Thanks for the thoughts! I definitely fall into the later category (incidental contributor) and currently there's quite a bit of a context switch I have to do when I want to change something in the repo. There are some expected friction points, like familiarity with the build commands and the package structure, that will get better as we add documentation. As a side note, I would caution against grouping developers into different categories so we can continue to build an inclusive community around Fluid. Ideally, what's good for new or occasional developers to the repo should also be good for those who work in it every day.

Within Microsoft and on some of the open source projects I've worked on, I really enjoy it I go to a project and I don't need to know the coding conventions of the project or manually be fixing lint errors to get a change in. A great experience here makes the difference between just logging an issue and actually being motivated to try and fix it in the repo.

Prettier isn't perfect, and I certainly don't love some of the default choices they've made. However, what I do enjoy is that we don't have many arguments over code style formatting as we did before using Prettier.

Another thing that's nice is that this is something that's pretty widely used by open source projects (React, Fluent-UI) and the big web apps at Microsoft (Outlook Web, Office Online, Teams, OneDrive/SharePoint).

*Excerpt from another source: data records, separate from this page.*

//! Entity store contracts and the SQLite implementation.
//!
//! # Responsibility
//! - Define persistence contracts for projects and items.
//! - Validate that a connection is migrated before accepting work.
//! - Carry the save contract mutations must honor.
//!
//! # Invariants
//! - Repositories return semantic errors (`ProjectNotFound`, `ItemNotFound`)
//!   in addition to transport errors.
//! - Multi-row mutations are transactional: every row or none.
//! - Read paths reject invalid persisted state instead of masking it.

pub mod item_repo;
pub mod project_repo;

use crate::db::migrations::latest_version;
use crate::db::DbError;
use crate::model::item::ItemId;
use crate::model::project::ProjectId;
use rusqlite::Connection;
use std::error::Error;
use std::fmt::{Display, Formatter};
use uuid::Uuid;

pub use item_repo::{ItemListQuery, ItemRepository, ProjectScope};
pub use project_repo::{ProjectListQuery, ProjectRepository};

pub type RepoResult<T> = Result<T, RepoError>;

/// Store error taxonomy: transport failures plus semantic lookup misses.
#[derive(Debug)]
pub enum RepoError {
    /// Underlying SQLite/bootstrap failure.
    Db(DbError),
    /// Target project does not exist.
    ProjectNotFound(ProjectId),
    /// Target item does not exist.
    ItemNotFound(ItemId),
    /// Connection schema is not at the expected migrated version.
    UninitializedConnection {
        expected_version: u32,
        actual_version: u32,
    },
    /// Required table is missing.
    MissingRequiredTable(&'static str),
    /// Required column is missing from the expected table.
    MissingRequiredColumn {
        table: &'static str,
        column: &'static str,
    },
    /// Persisted data cannot be converted into a valid read model.
    InvalidData(String),
}

impl Display for RepoError {
    fn fmt(&self, f: &mut Formatter<'_>) -> std::fmt::Result {
        match self {
            Self::Db(err) => write!(f, "{err}"),
            Self::ProjectNotFound(id) => write!(f, "project not found: {id}"),
            Self::ItemNotFound(id) => write!(f, "item not found: {id}"),
            Self::UninitializedConnection {
                expected_version,
                actual_version,
            } => write!(
                f,
                "store requires schema version {expected_version}, got {actual_version}"
            ),
            Self::MissingRequiredTable(table) => {
                write!(f, "store requires table `{table}`")
            }
            Self::MissingRequiredColumn { table, column } => write!(
                f,
                "store requires column `{column}` in table `{table}`"
            ),
            Self::InvalidData(message) => write!(f, "invalid persisted data: {message}"),
        }
    }
}

impl Error for RepoError {
    fn source(&self) -> Option<&(dyn Error + 'static)> {
        match self {
            Self::Db(err) => Some(err),
            _ => None,
        }
    }
}

impl From<DbError> for RepoError {
    fn from(value: DbError) -> Self {
        Self::Db(value)
    }
}

impl From<rusqlite::Error> for RepoError {
    fn from(value: rusqlite::Error) -> Self {
        Self::Db(DbError::Sqlite(value))
    }
}

/// Unified store handle consumed by the mutation coordinator.
///
/// `save` commits pending state to durable storage. Every repository
/// mutation commits its own transaction, so a save with nothing pending is
/// an idempotent no-op.
pub trait EntityStore: ProjectRepository + ItemRepository {
    fn save(&mut self) -> RepoResult<()>;
}

/// SQLite-backed entity store over the `projects` and `items` tables.
pub struct SqliteStore<'conn> {
    conn: &'conn mut Connection,
}

impl<'conn> SqliteStore<'conn> {
    /// Constructs a store over a migrated, ready connection.
    ///
    /// # Errors
    /// - `UninitializedConnection` when migrations have not run.
    /// - `MissingRequiredTable`/`MissingRequiredColumn` when the schema does
    ///   not match what this binary expects.
    pub fn try_new(conn: &'conn mut Connection) -> RepoResult<Self> {
        ensure_connection_ready(conn)?;
        Ok(Self { conn })
    }

    pub(crate) fn conn(&self) -> &Connection {
        self.conn
    }

    pub(crate) fn conn_mut(&mut self) -> &mut Connection {
        self.conn
    }
}

impl EntityStore for SqliteStore<'_> {
    fn save(&mut self) -> RepoResult<()> {
        // A stray open transaction means some write path skipped its commit;
        // flush it rather than leaving durability in doubt.
        if !self.conn.is_autocommit() {
            self.conn.execute_batch("COMMIT;")?;
        }
        Ok(())
    }
}

fn ensure_connection_ready(conn: &Connection) -> RepoResult<()> {
    let actual_version =
        conn.query_row("PRAGMA user_version;", [], |row| row.get::<_, u32>(0))?;
    let expected_version = latest_version();
    if actual_version != expected_version {
        return Err(RepoError::UninitializedConnection {
            expected_version,
            actual_version,
        });
    }

    for table in ["projects", "items"] {
        if !table_exists(conn, table)? {
            return Err(RepoError::MissingRequiredTable(table));
        }
    }

    for column in ["uuid", "title", "color", "closed", "created_at"] {
        if !table_has_column(conn, "projects", column)? {
            return Err(RepoError::MissingRequiredColumn {
                table: "projects",
                column,
            });
        }
    }

    for column in [
        "uuid",
        "title",
        "detail",
        "completed",
        "priority",
        "created_at",
        "project_uuid",
    ] {
        if !table_has_column(conn, "items", column)? {
            return Err(RepoError::MissingRequiredColumn {
                table: "items",
                column,
            });
        }
    }

    Ok(())
}

fn table_exists(conn: &Connection, table: &str) -> RepoResult<bool> {
    let exists: i64 = conn.query_row(
        "SELECT EXISTS(
            SELECT 1
            FROM sqlite_master
            WHERE type = 'table' AND name = ?1
        );",
        [table],
        |row| row.get(0),
    )?;
    Ok(exists == 1)
}

fn table_has_column(conn: &Connection, table: &str, column: &str) -> RepoResult<bool> {
    let mut stmt = conn.prepare(&format!("PRAGMA table_info({table});"))?;
    let mut rows = stmt.query([])?;
    while let Some(row) = rows.next()? {
        let current: String = row.get(1)?;
        if current == column {
            return Ok(true);
        }
    }
    Ok(false)
}

pub(crate) fn parse_uuid(value: &str, context: &'static str) -> RepoResult<Uuid> {
    Uuid::parse_str(value)
        .map_err(|_| RepoError::InvalidData(format!("invalid uuid value `{value}` in {context}")))
}

pub(crate) fn parse_bool(value: i64, context: &'static str) -> RepoResult<bool> {
    match value {
        0 => Ok(false),
        1 => Ok(true),
        other => Err(RepoError::InvalidData(format!(
            "invalid boolean value `{other}` in {context}"
        ))),
    }
}

pub(crate) fn bool_to_int(value: bool) -> i64 {
    if value {
        1
    } else {
        0
    }
}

While I think alignment on conventions and tooling is good for the Microsoft web community as a whole, the Fluid team should absolutely be empowered to do what's best for the project developers. All I ask is that we make sure that the experience is as good as a prettier enabled repo to make sure folks that work in multiple repos don't hit friction points when working in Fluid. To me this includes:

  • Automatic enforcement of all style rules. We shouldn't be relying on tribal knowledge or nit comments in PRs.
  • A way for developers to automatically have styling related discrepancies automatically resolved for them in the inner loop. Having this on by default has been successful in many of the repos I have worked in, but I'd settle for some well documented lightweight way to opt in to this.
  • Coding conventions that don't differ too dramatically from what the other large Microsoft JS/TS projects use.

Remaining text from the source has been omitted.